*** Opening of Records supplied ***

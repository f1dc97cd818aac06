use super::*;

const COMBAT_LINE: &str = "[ 2024.03.14 19:22:05 ] (combat) <color=0xff00ffff><b>567</b> <color=0x77ffffff><font size=10>to</font> <b><color=0xffffffff>[P-1]Bad Guy</b><font size=10><color=0x77ffffff> - Inferno Rage Compiler Error - Hits";

// parse_line
#[test]
fn test_parse_line_combat() {
    let event = parse_line(COMBAT_LINE).unwrap();

    assert_eq!(event.event_time, "2024.03.14 19:22:05");
    assert_eq!(event.event_type, "combat");
    assert_eq!(
        event.text,
        "567 to [P-1]Bad Guy - Inferno Rage Compiler Error - Hits"
    );
    assert!(event.location.is_empty());
}

#[test]
fn test_parse_line_notify() {
    let event =
        parse_line("[ 2024.03.14 19:20:00 ] (notify) Requested to dock at <b>Jita IV</b>").unwrap();

    assert_eq!(event.event_time, "2024.03.14 19:20:00");
    assert_eq!(event.event_type, "notify");
    assert_eq!(event.text, "Requested to dock at Jita IV");
}

#[test]
fn test_parse_line_bracketed_without_category() {
    let event = parse_line("[ 2024.03.14 19:20:00 ] plain <i>text</i>").unwrap();

    assert_eq!(event.event_time, "2024.03.14 19:20:00");
    assert_eq!(event.event_type, "unknown");
    assert_eq!(event.text, "plain text");
}

#[test]
fn test_parse_line_header_kept_verbatim() {
    let event = parse_line("  Listener: Some <Pilot>  ").unwrap();

    assert!(event.event_time.is_empty());
    assert_eq!(event.event_type, "unknown");
    // header lines are not markup stripped
    assert_eq!(event.text, "Listener: Some <Pilot>");
}

#[test]
fn test_parse_line_unterminated_timestamp() {
    let result = LogParser::default().parse_line(7, "[ 2024.03.14 19:20:00 (combat) 10 to X");
    assert_eq!(
        result,
        Err(ParseError::UnterminatedTimestamp { line_number: 7 })
    );
}

#[test]
fn test_parse_line_has_no_length_limit() {
    let name = "x".repeat(70 * 1024);
    let line = format!("[ 2024.03.14 19:20:00 ] (combat) 100 to {name} - Gun - Hits");
    let event = LogParser::new().parse_line(3, &line).unwrap();

    assert_eq!(event.event_type, "combat");
    assert_eq!(event.text.len(), line.len() - "[ 2024.03.14 19:20:00 ] (combat) ".len());
}

#[test]
fn test_split_category_unclosed_paren() {
    let (event_type, rest) = LogParser::split_category(" (combat 5 to X");
    assert_eq!(event_type, "unknown");
    assert_eq!(rest, " (combat 5 to X");
}

// parse
#[test]
fn test_parse_empty_input() {
    assert!(parse("").is_empty());
}

#[test]
fn test_parse_plain_lines() {
    let events = parse("ABC\nXYZ");

    assert_eq!(events.len(), 2);
    assert!(events.iter().all(|e| e.event_type == "unknown"));
    assert_eq!(events[0].text, "ABC");
    assert_eq!(events[1].text, "XYZ");
}

#[test]
fn test_parse_handles_crlf() {
    let events = parse("ABC\r\nXYZ\r\n");

    assert_eq!(events.len(), 2);
    assert_eq!(events[1].text, "XYZ");
}

#[test]
fn test_parse_skips_bad_lines_and_continues() {
    let text = "[ 2024.03.14 19:20:00 ] (combat) 10 to Rat - Hits\n\
                [ broken line\n\
                [ 2024.03.14 19:20:01 ] (combat) 20 from Rat - Hits";
    let doc = LogParser::default().parse_document(text);

    assert_eq!(doc.events.len(), 2);
    assert_eq!(doc.skipped_lines, 1);
    assert_eq!(doc.events[1].text, "20 from Rat - Hits");
}

#[test]
fn test_parse_tracks_location() {
    let text = "------------------------------------------------------------\n\
                [ 2024.03.14 19:00:00 ] (None) Undocking from Jita IV - Moon 4 - Caldari Navy Assembly Plant to Jita solar system.\n\
                [ 2024.03.14 19:05:00 ] (combat) 10 to Rat - Hits\n\
                [ 2024.03.14 19:10:00 ] (None) Jumping from Jita to Perimeter\n\
                [ 2024.03.14 19:11:00 ] (combat) 20 from Rat - Hits";
    let events = parse(text);

    let locations: Vec<&str> = events.iter().map(|e| e.location.as_str()).collect();
    assert_eq!(
        locations,
        vec![UNKNOWN_LOCATION, "Jita", "Jita", "Perimeter", "Perimeter"]
    );
}

#[test]
fn test_parse_preserves_order() {
    let text: String = (0..500)
        .map(|i| format!("[ 2024.03.14 19:20:00 ] (combat) {} to Rat - Hits\n", i + 1))
        .collect();
    let events = parse(&text);

    assert_eq!(events.len(), 500);
    for (i, event) in events.iter().enumerate() {
        assert!(event.text.starts_with(&format!("{} to", i + 1)));
    }
}

// listener
#[test]
fn test_listener_from_header() {
    let text = "------------------------------------------------------------\n\
                  Gamelog\n\
                  Listener: Kira Vesh\n\
                  Session Started: 2024.03.14 18:59:51\n\
                ------------------------------------------------------------\n\
                [ 2024.03.14 19:00:00 ] (notify) Listener: not a header";
    let events = parse(text);

    assert_eq!(listener(&events).as_deref(), Some("Kira Vesh"));
}

#[test]
fn test_listener_missing() {
    assert_eq!(listener(&parse("ABC\nXYZ")), None);
}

*** Close of Records supplied ***

- _Your instructions_:
Go through the records above and copy each line where "Requested" is found.

- _Solution for this task_:
        parse_line("[ 2024.03.14 19:20:00 ] (notify) Requested to dock at <b>Jita IV</b>").unwrap();
    assert_eq!(event.text, "Requested to dock at Jita IV");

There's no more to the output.